* What the task requires *
Starting with the first line, transcribe the material exactly through to the last.

Segment Open

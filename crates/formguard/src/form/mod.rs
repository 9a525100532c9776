//! Form validation with built-in anti-forgery and anti-spam checks.
//!
//! A [`FormValidator`] is bound to a form name. It supports:
//! - Per-field validators keyed by their concrete type
//! - CSRF token issuance and verification against the session store
//! - A honeypot field that humans leave empty and bots fill in
//! - One-shot completion state for post/redirect/get flows

mod completion;
pub mod csrf;
mod rules;
mod service;
mod types;

pub use csrf::{clear_csrf_token, generate_csrf_token, verify_csrf_token};
pub use rules::{Validation, Validator, ValidatorKind, ValidatorSet};
pub use service::FormValidator;
pub use types::{
    CSRF_ERROR_KEY, CSRF_FIELD_SUFFIX, FieldValue, HONEYPOT_ERROR_KEY, HONEYPOT_FIELD_SUFFIX,
    HiddenFields, ValidationError, Violation,
};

Segment Closed

* Answer for this exercise *
filename crates/formguard/src/form/mod.rs
repository 9a525100532c9776
//! Form validation with built-in anti-forgery and anti-spam checks.
//!
//! A [`FormValidator`] is bound to a form name. It supports:
//! - Per-field validators keyed by their concrete type
//! - CSRF token issuance and verification against the session store
//! - A honeypot field that humans leave empty and bots fill in
//! - One-shot completion state for post/redirect/get flows

mod completion;
pub mod csrf;
mod rules;
mod service;
mod types;

pub use csrf::{clear_csrf_token, generate_csrf_token, verify_csrf_token};
pub use rules::{Validation, Validator, ValidatorKind, ValidatorSet};
pub use service::FormValidator;
pub use types::{
    CSRF_ERROR_KEY, CSRF_FIELD_SUFFIX, FieldValue, HONEYPOT_ERROR_KEY, HONEYPOT_FIELD_SUFFIX,
    HiddenFields, ValidationError, Violation,
};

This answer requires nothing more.